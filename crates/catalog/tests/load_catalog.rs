//! Integration tests for loading catalog files from disk.

use catalog::{CATEGORY, Catalog, CatalogError, ItemKind};
use std::io::Write;
use tempfile::NamedTempFile;

fn write_catalog(content: &str) -> NamedTempFile {
    let mut file = NamedTempFile::new().unwrap();
    file.write_all(content.as_bytes()).unwrap();
    file
}

#[test]
fn test_load_courts_file() {
    let file = write_catalog(
        r#"{
            "kind": "court",
            "items": [
                { "id": 1, "name": "Riverside Park", "city": "Austin", "type": "outdoor",
                  "rating": 4.6, "amenities": ["lights", "parking"] },
                { "id": 2, "name": "Downtown Rec Center", "city": "Austin", "type": "indoor",
                  "rating": "4.1", "hasLights": false }
            ]
        }"#,
    );

    let catalog = Catalog::load_from_file(file.path()).unwrap();

    assert_eq!(catalog.len(), 2);
    let riverside = catalog.get("1").unwrap();
    assert_eq!(riverside.kind, ItemKind::Court);
    assert_eq!(riverside.flag("lights"), Some(true));
    assert_eq!(riverside.number("rating"), Some(4.6));

    let downtown = catalog.get("2").unwrap();
    assert_eq!(downtown.number("rating"), Some(4.1));
    assert_eq!(downtown.flag("hasLights"), Some(false));
}

#[test]
fn test_load_rejects_duplicate_ids() {
    let file = write_catalog(
        r#"{ "kind": "product", "items": [ { "id": "p1" }, { "id": "p1" } ] }"#,
    );

    let result = Catalog::load_from_file(file.path());
    assert!(matches!(result, Err(CatalogError::DuplicateId { id }) if id == "p1"));
}

#[test]
fn test_load_missing_file() {
    let result = Catalog::load_from_file(std::path::Path::new("does/not/exist.json"));
    assert!(matches!(result, Err(CatalogError::Io(_))));
}

#[test]
fn test_load_empty_items() {
    let file = write_catalog(r#"{ "kind": "post" }"#);
    let catalog = Catalog::load_from_file(file.path()).unwrap();
    assert!(catalog.is_empty());
    assert!(catalog.categories(CATEGORY).is_empty());
}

■ ■ ■

> [Work required]
Look back at the entries above and repeat, unchanged, every line from the line holding "files from disk." through the line holding "fn write_catalog(content: &str)".

> [Task output]
//! Integration tests for loading catalog files from disk.

use catalog::{CATEGORY, Catalog, CatalogError, ItemKind};
use std::io::Write;
use tempfile::NamedTempFile;

fn write_catalog(content: &str) -> NamedTempFile {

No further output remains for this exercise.